Jailed Chinese activist Ni Yulan
Jailed Chinese activist Ni Yulan’s health is deteriorating, according to the UK-based rights group Christian Solidarity Worldwide (CSW).
Ni’s problems include an untreated thyroid tumor detected last year, CSW said, adding that her daughter, who visited her last month, noticed that it had grown considerably.
Her family and lawyer applied for medical parole last October but the application was rejected in March, CSW said at the weekend.
Ni, a Christian and a practicing human rights lawyer, was arrested during a crackdown on dissent in April 2011 and went on trial that December.
Last April the BBC reported that she had been jailed for two years and eight months for “picking quarrels, provoking trouble and willfully destroying private and public property.”

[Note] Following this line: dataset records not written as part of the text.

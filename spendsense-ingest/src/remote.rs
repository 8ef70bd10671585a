//! Client for the remote extraction function.
//!
//! The function is stateless and synchronous per call: one multipart POST
//! with a `file` field, one `{ "text": ... }` response. Transport problems
//! surface as retryable errors instead of crashing the caller.

use std::time::Duration;

use serde::Deserialize;

use crate::types::{ExtractionError, ExtractionResult, RawDocument, SourceKind};

/// Caller-side cap on one extraction round trip.
pub const DEFAULT_TIMEOUT: Duration = Duration::from_secs(30);

#[derive(Debug, Deserialize)]
struct TextBody {
    text: String,
}

#[derive(Debug, Deserialize)]
struct ErrorBody {
    error: String,
    #[allow(dead_code)]
    details: Option<String>,
}

/// HTTP client for the extraction function endpoint.
#[derive(Debug, Clone)]
pub struct RemoteExtractor {
    url: String,
    timeout: Duration,
    client: reqwest::Client,
}

impl RemoteExtractor {
    pub fn new(url: impl Into<String>) -> Self {
        Self::with_timeout(url, DEFAULT_TIMEOUT)
    }

    pub fn with_timeout(url: impl Into<String>, timeout: Duration) -> Self {
        Self {
            url: url.into(),
            timeout,
            client: reqwest::Client::new(),
        }
    }

    /// Upload the document and return its extracted text.
    pub async fn extract(&self, doc: &RawDocument) -> Result<ExtractionResult, ExtractionError> {
        if doc.bytes.is_empty() {
            return Err(ExtractionError::MissingInput);
        }

        let part = reqwest::multipart::Part::bytes(doc.bytes.clone())
            .file_name(doc.file_name.clone())
            .mime_str(&doc.media_type.mime())
            .map_err(|e| ExtractionError::DecodeFailure(e.to_string()))?;
        let form = reqwest::multipart::Form::new().part("file", part);

        let response = self
            .client
            .post(&self.url)
            .multipart(form)
            .timeout(self.timeout)
            .send()
            .await
            .map_err(|e| ExtractionError::TransportTimeout(e.to_string()))?;

        let status = response.status();
        if status.is_success() {
            let body: TextBody = response
                .json()
                .await
                .map_err(|e| ExtractionError::DecodeFailure(e.to_string()))?;
            return Ok(ExtractionResult {
                text: body.text,
                source: SourceKind::Structured,
                confidence: None,
            });
        }

        let message = response
            .json::<ErrorBody>()
            .await
            .map(|b| b.error)
            .unwrap_or_else(|_| format!("extraction function returned {status}"));

        match status.as_u16() {
            400 => Err(ExtractionError::MissingInput),
            _ => Err(ExtractionError::DecodeFailure(message)),
        }
    }
}

#[cfg(test)]
mod tests {
    use super::*;
    use crate::types::MediaType;

    #[tokio::test]
    async fn test_unreachable_endpoint_is_a_retryable_transport_error() {
        // Reserved TEST-NET address; nothing listens there.
        let extractor =
            RemoteExtractor::with_timeout("http://192.0.2.1/parse-pdf", Duration::from_millis(200));
        let doc = RawDocument::new(b"hello".to_vec(), MediaType::PlainText, "a.txt");

        let err = extractor.extract(&doc).await.unwrap_err();
        assert!(matches!(err, ExtractionError::TransportTimeout(_)));
        assert!(err.is_retryable());
    }

    #[tokio::test]
    async fn test_empty_document_short_circuits() {
        let extractor = RemoteExtractor::new("http://192.0.2.1/parse-pdf");
        let doc = RawDocument::new(Vec::new(), MediaType::Pdf, "empty.pdf");
        assert!(matches!(
            extractor.extract(&doc).await,
            Err(ExtractionError::MissingInput)
        ));
    }
}
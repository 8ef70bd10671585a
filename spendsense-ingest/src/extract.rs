//! Document-to-text extraction: routing between the structured path and
//! recognition.

use crate::ocr::{OcrController, OcrEvent, OcrRequest};
use crate::remote::RemoteExtractor;
use crate::structured;
use crate::types::{ExtractionError, ExtractionResult, MediaType, RawDocument, SourceKind};

/// Routes documents onto the right extraction path.
///
/// Structured text-bearing formats go through the extraction function when a
/// remote endpoint is configured, and through the identical in-process
/// decode otherwise; images go through the recognition job. Extraction is
/// idempotent: re-running the same document yields equivalent text
/// (recognition confidence may vary run to run).
#[derive(Debug, Clone)]
pub struct Extractor {
    remote: Option<RemoteExtractor>,
    ocr_language: String,
}

impl Default for Extractor {
    fn default() -> Self {
        Self::local()
    }
}

impl Extractor {
    /// Extractor with no remote endpoint: structured documents decode
    /// in-process.
    pub fn local() -> Self {
        Self {
            remote: None,
            ocr_language: "eng".to_string(),
        }
    }

    pub fn with_remote(mut self, extractor: RemoteExtractor) -> Self {
        self.remote = Some(extractor);
        self
    }

    pub fn with_ocr_language(mut self, language: impl Into<String>) -> Self {
        self.ocr_language = language.into();
        self
    }

    pub async fn extract(&self, doc: &RawDocument) -> Result<ExtractionResult, ExtractionError> {
        self.extract_with(doc, |_| {}).await
    }

    /// Extract with a progress callback; only the recognition path reports
    /// progress.
    pub async fn extract_with(
        &self,
        doc: &RawDocument,
        mut on_progress: impl FnMut(u8),
    ) -> Result<ExtractionResult, ExtractionError> {
        if doc.bytes.is_empty() {
            return Err(ExtractionError::MissingInput);
        }

        match &doc.media_type {
            MediaType::Pdf | MediaType::PlainText | MediaType::Csv => {
                if let Some(remote) = &self.remote {
                    remote.extract(doc).await
                } else {
                    let text = structured::extract_structured(&doc.bytes)?;
                    Ok(ExtractionResult {
                        text,
                        source: SourceKind::Structured,
                        confidence: None,
                    })
                }
            }
            MediaType::Image(subtype) => {
                let request = OcrRequest::new(doc.bytes.clone(), subtype.clone())
                    .with_language(self.ocr_language.clone());

                let mut controller = OcrController::new();
                let mut events = controller
                    .start(request)
                    .map_err(|e| ExtractionError::DecodeFailure(e.to_string()))?;

                let mut outcome: Option<Result<ExtractionResult, ExtractionError>> = None;
                while let Some(ev) = events.recv().await {
                    match ev {
                        OcrEvent::Progress { percent } => on_progress(percent),
                        OcrEvent::Done {
                            text, confidence, ..
                        } => {
                            outcome = Some(Ok(ExtractionResult {
                                text,
                                source: SourceKind::Ocr,
                                confidence,
                            }));
                        }
                        OcrEvent::Failed { message } => {
                            outcome = Some(Err(ExtractionError::DecodeFailure(message)));
                        }
                        OcrEvent::Canceled => {
                            outcome = Some(Err(ExtractionError::DecodeFailure(
                                "recognition canceled".to_string(),
                            )));
                        }
                    }
                }
                controller.shutdown().await;

                outcome.unwrap_or_else(|| {
                    Err(ExtractionError::DecodeFailure(
                        "recognition worker ended without a result".to_string(),
                    ))
                })
            }
        }
    }
}

#[cfg(test)]
mod tests {
    use super::*;

    #[tokio::test]
    async fn test_plain_text_passes_through_locally() {
        let doc = RawDocument::new(
            b"01/02/2024  COFFEE  -3.50\n".to_vec(),
            MediaType::PlainText,
            "jan.txt",
        );
        let result = Extractor::local().extract(&doc).await.unwrap();
        assert_eq!(result.source, SourceKind::Structured);
        assert!(result.text.contains("COFFEE"));
        assert!(result.confidence.is_none());
    }

    #[tokio::test]
    async fn test_csv_text_is_its_own_raw_text() {
        let doc = RawDocument::new(
            b"Date,Description,Amount\n01/02/2024,STORE,5.00\n".to_vec(),
            MediaType::Csv,
            "jan.csv",
        );
        let result = Extractor::local().extract(&doc).await.unwrap();
        assert!(result.text.starts_with("Date,Description,Amount"));
    }

    #[tokio::test]
    async fn test_empty_document_is_missing_input() {
        let doc = RawDocument::new(Vec::new(), MediaType::Pdf, "empty.pdf");
        assert!(matches!(
            Extractor::local().extract(&doc).await,
            Err(ExtractionError::MissingInput)
        ));
    }

    #[tokio::test]
    async fn test_repeated_extraction_is_idempotent() {
        let doc = RawDocument::new(b"same text".to_vec(), MediaType::PlainText, "a.txt");
        let extractor = Extractor::local();
        let first = extractor.extract(&doc).await.unwrap();
        let second = extractor.extract(&doc).await.unwrap();
        assert_eq!(first, second);
    }
}
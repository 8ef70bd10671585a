//! Structured document decode: the text-bearing half of extraction.
//!
//! The same decode backs the extraction function and the in-process
//! fallback, so both paths produce identical text for identical bytes.

use crate::types::ExtractionError;

/// Decode a structured (non-image) document into plain text.
///
/// PDF payloads are detected by magic bytes and run through the PDF text
/// extractor; anything else must be valid UTF-8 and passes through as-is.
pub fn extract_structured(bytes: &[u8]) -> Result<String, ExtractionError> {
    if bytes.is_empty() {
        return Err(ExtractionError::MissingInput);
    }

    if bytes.starts_with(b"%PDF") {
        return pdf_extract::extract_text_from_mem(bytes)
            .map_err(|e| ExtractionError::DecodeFailure(e.to_string()));
    }

    match std::str::from_utf8(bytes) {
        Ok(s) => Ok(s.to_string()),
        Err(_) => Err(ExtractionError::DecodeFailure(
            "document is neither a PDF nor UTF-8 text".to_string(),
        )),
    }
}

#[cfg(test)]
mod tests {
    use super::*;

    #[test]
    fn test_empty_payload_is_missing_input() {
        assert!(matches!(
            extract_structured(b""),
            Err(ExtractionError::MissingInput)
        ));
    }

    #[test]
    fn test_utf8_text_passes_through() {
        let text = "01/02/2024  COFFEE  -3.50\n";
        assert_eq!(extract_structured(text.as_bytes()).unwrap(), text);
    }

    #[test]
    fn test_binary_garbage_is_a_decode_failure() {
        let err = extract_structured(&[0xff, 0xfe, 0x00, 0x01]).unwrap_err();
        assert!(matches!(err, ExtractionError::DecodeFailure(_)));
        assert!(err.is_retryable());
    }
}
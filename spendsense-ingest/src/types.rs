//! Ingestion types: raw documents, extraction results, and the extraction
//! error taxonomy.

use std::path::Path;

use serde::{Deserialize, Serialize};
use thiserror::Error;

/// Declared media type of an uploaded document.
#[derive(Debug, Clone, PartialEq, Eq, Serialize, Deserialize)]
pub enum MediaType {
    Pdf,
    PlainText,
    /// Delimited statement export (`Date,Description,Amount[,Type]`).
    Csv,
    /// Raster image; the payload is the image subtype (`png`, `jpeg`, ...).
    Image(String),
}

impl MediaType {
    /// Infer the media type from a file extension.
    pub fn from_extension(ext: &str) -> Option<MediaType> {
        match ext.to_ascii_lowercase().as_str() {
            "pdf" => Some(MediaType::Pdf),
            "txt" | "text" => Some(MediaType::PlainText),
            "csv" => Some(MediaType::Csv),
            "jpg" | "jpeg" => Some(MediaType::Image("jpeg".to_string())),
            "png" | "gif" | "bmp" | "webp" | "tif" | "tiff" => {
                Some(MediaType::Image(ext.to_ascii_lowercase()))
            }
            _ => None,
        }
    }

    pub fn from_path(path: &Path) -> Option<MediaType> {
        path.extension()
            .and_then(|e| e.to_str())
            .and_then(MediaType::from_extension)
    }

    /// Explicit override labels accepted on the command line.
    pub fn from_label(label: &str) -> Option<MediaType> {
        match label.to_ascii_lowercase().as_str() {
            "pdf" => Some(MediaType::Pdf),
            "text" | "txt" => Some(MediaType::PlainText),
            "csv" => Some(MediaType::Csv),
            "image" => Some(MediaType::Image("png".to_string())),
            other => MediaType::from_extension(other),
        }
    }

    /// MIME string for the multipart upload to the extraction function.
    pub fn mime(&self) -> String {
        match self {
            MediaType::Pdf => "application/pdf".to_string(),
            MediaType::PlainText => "text/plain".to_string(),
            MediaType::Csv => "text/csv".to_string(),
            MediaType::Image(subtype) => format!("image/{subtype}"),
        }
    }

    /// Structured text-bearing formats go through the extraction function;
    /// images go through recognition.
    pub fn is_structured(&self) -> bool {
        !matches!(self, MediaType::Image(_))
    }
}

/// An uploaded document, alive only for the duration of one extraction call.
#[derive(Debug, Clone)]
pub struct RawDocument {
    pub bytes: Vec<u8>,
    pub media_type: MediaType,
    pub file_name: String,
}

impl RawDocument {
    pub fn new(bytes: Vec<u8>, media_type: MediaType, file_name: impl Into<String>) -> Self {
        Self {
            bytes,
            media_type,
            file_name: file_name.into(),
        }
    }
}

/// Which extraction path produced the text.
#[derive(Debug, Clone, Copy, PartialEq, Eq, Serialize, Deserialize)]
#[serde(rename_all = "lowercase")]
pub enum SourceKind {
    Structured,
    Ocr,
}

/// Plain text extracted from one document. Consumed immediately by the
/// parser; only `text` may be persisted (as a statement's `raw_text`).
#[derive(Debug, Clone, PartialEq)]
pub struct ExtractionResult {
    pub text: String,
    pub source: SourceKind,
    /// Mean recognition confidence in [0, 100]; only the OCR path reports
    /// it, and it may vary run to run.
    pub confidence: Option<f32>,
}

/// Why a document could not be turned into text.
#[derive(Debug, Error)]
pub enum ExtractionError {
    /// Terminal for the document; no retry will help.
    #[error("unsupported media type: {0}")]
    UnsupportedMediaType(String),
    #[error("no document content provided")]
    MissingInput,
    /// The document reached a decoder and the decoder gave up.
    #[error("failed to decode document: {0}")]
    DecodeFailure(String),
    /// The extraction function was unreachable or too slow.
    #[error("extraction transport failed: {0}")]
    TransportTimeout(String),
}

impl ExtractionError {
    /// Decode and transport failures may succeed on a retry; an unsupported
    /// media type or missing payload will not.
    pub fn is_retryable(&self) -> bool {
        matches!(
            self,
            ExtractionError::DecodeFailure(_) | ExtractionError::TransportTimeout(_)
        )
    }
}

#[cfg(test)]
mod tests {
    use super::*;

    #[test]
    fn test_media_type_from_extension() {
        assert_eq!(MediaType::from_extension("PDF"), Some(MediaType::Pdf));
        assert_eq!(MediaType::from_extension("txt"), Some(MediaType::PlainText));
        assert_eq!(MediaType::from_extension("csv"), Some(MediaType::Csv));
        assert_eq!(
            MediaType::from_extension("JPG"),
            Some(MediaType::Image("jpeg".to_string()))
        );
        assert_eq!(MediaType::from_extension("docx"), None);
    }

    #[test]
    fn test_media_type_from_path_and_mime() {
        let t = MediaType::from_path(Path::new("statements/jan.png")).unwrap();
        assert_eq!(t, MediaType::Image("png".to_string()));
        assert_eq!(t.mime(), "image/png");
        assert!(!t.is_structured());
        assert!(MediaType::Pdf.is_structured());
    }

    #[test]
    fn test_retry_policy() {
        assert!(ExtractionError::DecodeFailure("x".into()).is_retryable());
        assert!(ExtractionError::TransportTimeout("x".into()).is_retryable());
        assert!(!ExtractionError::UnsupportedMediaType("docx".into()).is_retryable());
        assert!(!ExtractionError::MissingInput.is_retryable());
    }
}
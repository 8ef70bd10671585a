//! Property-style checks over the aggregation engine: the identities the
//! dashboard relies on must hold for any mix of statements.

use spendsense_core::{
    AggregateSnapshot, ParseState, ParsedEntry, ParsedStatementGroup, TOP_EXPENSE_COUNT, aggregate,
};

fn group(name: &str, entries: Vec<ParsedEntry>) -> ParsedStatementGroup {
    ParsedStatementGroup {
        statement_id: format!("st-{name}"),
        statement_name: name.to_string(),
        bank_id: "bank-1".to_string(),
        parsed: ParseState::Parsed(entries),
    }
}

fn mixed_fixture() -> Vec<ParsedStatementGroup> {
    vec![
        group(
            "checking-jan.pdf",
            vec![
                ParsedEntry::new("2024-01-03", 1200.0, false, "PAYROLL ACME INC"),
                ParsedEntry::new("2024-01-04", 18.40, true, "UBER EATS"),
                ParsedEntry::new("2024-01-05", 950.0, true, "RENT JANUARY"),
                ParsedEntry::new("not-a-date", 3.99, true, "SPOTIFY"),
            ],
        ),
        group(
            "card-jan.pdf",
            vec![
                ParsedEntry::new("2024-01-02", 42.10, true, "H-E-B GROCERY"),
                ParsedEntry::new("2024-01-06", 18.40, true, "UBER EATS"),
                ParsedEntry::new("2024-01-07", 60.0, false, "REFUND WALMART"),
            ],
        ),
        ParsedStatementGroup {
            statement_id: "st-pending".to_string(),
            statement_name: "pending.pdf".to_string(),
            bank_id: "bank-2".to_string(),
            parsed: ParseState::NotRun,
        },
    ]
}

#[test]
fn test_totals_identity_holds() {
    let snap = aggregate(&mixed_fixture());
    let diff = (snap.total_signed - (snap.total_income - snap.total_expenses)).abs();
    assert!(diff < 1e-9, "identity violated by {diff}");
}

#[test]
fn test_running_balance_tracks_entry_count_and_total() {
    let groups = mixed_fixture();
    let entry_count: usize = groups
        .iter()
        .filter_map(|g| g.parsed.entries())
        .map(|e| e.len())
        .sum();

    let snap = aggregate(&groups);
    assert_eq!(snap.running_balance.len(), entry_count);
    let last = *snap.running_balance.last().unwrap();
    assert!((last - snap.total_signed).abs() < 1e-9);
}

#[test]
fn test_aggregation_is_idempotent() {
    let groups = mixed_fixture();
    let first = aggregate(&groups);
    let second = aggregate(&groups);
    assert_eq!(first, second);
}

#[test]
fn test_top_expenses_is_bounded_and_sorted() {
    let snap = aggregate(&mixed_fixture());
    // Distinct expense descriptions in the fixture: UBER EATS, RENT JANUARY,
    // SPOTIFY, H-E-B GROCERY.
    assert_eq!(snap.top_expenses.len(), 4.min(TOP_EXPENSE_COUNT));
    for w in snap.top_expenses.windows(2) {
        assert!(w[0].amount >= w[1].amount);
    }
    // Repeated merchant sums across statements.
    let uber = snap
        .top_expenses
        .iter()
        .find(|b| b.description == "UBER EATS")
        .unwrap();
    assert!((uber.amount - 36.80).abs() < 1e-9);
}

#[test]
fn test_values_stay_non_negative_through_the_pipeline() {
    let snap = aggregate(&mixed_fixture());
    assert!(snap.total_income >= 0.0);
    assert!(snap.total_expenses >= 0.0);
    assert!(snap.biggest_expense >= 0.0);
    assert!(snap.top_expenses.iter().all(|b| b.amount >= 0.0));
}

#[test]
fn test_empty_and_not_run_only_inputs_yield_default() {
    assert_eq!(aggregate(&[]), AggregateSnapshot::default());

    let only_pending = vec![ParsedStatementGroup {
        statement_id: "st-1".to_string(),
        statement_name: "pending.pdf".to_string(),
        bank_id: "bank-1".to_string(),
        parsed: ParseState::NotRun,
    }];
    assert_eq!(aggregate(&only_pending), AggregateSnapshot::default());
}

Her husband, Dong Jiqin, was jailed for two years. Last July, her sentence was reduced by two months after a fraud charge was dropped.
The couple began campaigning for housing rights in Beijing in 2001, providing legal help for people whose homes had been seized by the government.
The following year Ni was arrested and beaten. She was left severely disabled by this treatment and unable to walk without crutches, CSW said.
Amnesty International said her kneecaps and bones in her feet were broken while in custody.
In December 2011 Ni was awarded the Dutch government’s Tulip Award for human rights defenders. Her daughter, Dong Xuan, was to receive the award on her behalf but was prevented from leaving China.